There was frost on the front and back lawns this morning. Beautiful, delicate white in the pre-dawn light. Lovely. Mom would have loved it. Oh Momma ...

The dog and I went to Woodward Park as usual. There are some extraordinary Maples alone the way, turning from green to blazing red without any pause for yellow in between. The dog and I parked in our "usual place" in the Rose Garden parking lot. The sun had just risen and was flashing beautiful yellow light in the east that looked for some reason so very, very kind. Thank you, Father Sun. Thank you God.

The frost is a light frost ... I think a sign I saw driving over there said it's 34 deg, so just above freezing. No frost under the trees, but the broad grassy lawns in the middle of the Rose Gardens were cloaked in the lightest, most sparkling frost. A few bushes held a light, light dusting of white on their upper, horizontally pleached surfaces.

All of this Mom would have loved. And I love these things too. And I thank you God for these Your Gifts. But a part of me still wonders why there should be anything so beautiful if Momma is not here.

Mom, the dog and I took a cold walk this morning, but of course she loved it: with that thick fur, she seemed either indifferent or positively delighted by the cold.

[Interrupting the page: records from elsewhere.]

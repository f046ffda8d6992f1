use std::fmt;

#[derive(Debug)]
pub enum StoreError {
    TableNotFound(String),
    ColumnNotFound { table: String, column: String },
    /// Aggregation requires at least one group-by column.
    EmptyGroupBy,
    /// A written column's length disagrees with the table's row count.
    LengthMismatch { table: String, column: String, expected: usize, actual: usize },
}

impl fmt::Display for StoreError {
    fn fmt(&self, f: &mut fmt::Formatter<'_>) -> fmt::Result {
        match self {
            Self::TableNotFound(name) => write!(f, "table not found: {name}"),
            Self::ColumnNotFound { table, column } => {
                write!(f, "table '{table}': no column '{column}'")
            }
            Self::EmptyGroupBy => write!(f, "aggregation requires a group-by column"),
            Self::LengthMismatch { table, column, expected, actual } => write!(
                f,
                "table '{table}': column '{column}' has {actual} rows, expected {expected}"
            ),
        }
    }
}

impl std::error::Error for StoreError {}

We walked under the oak trees in the Park. There are oak leaves and acorns littering the lawn everywhere. I thought that we would see no squirrels, or very few, like yesterday morning, but I was wrong: Spooky jerked the leash and took off after one, then another, then another ... and had a wonderful time chasing squirrels. They all seemed to be up on the sides of the trees, and not on the ground, though. I wonder if the cold dampness of the ground discouraged them from coming down from the trees. But then I wonder why the bark would be less cold. Surely it's less damp, though. In any event, Spooky and I had a good walk, Momma. You would have loved to see her chasing after those squirrels, If you can, even now, O Momma, how I miss sharing this with you.

I am coming this morning to see you at the cemetery, Momma. It's cold, so I may stop at your grave only long enough to put a coo on your marker and talk with you and give you a few drops of nice, hot tea. Then I'll probably have to go back to the truck where it's warm to say the Office for you.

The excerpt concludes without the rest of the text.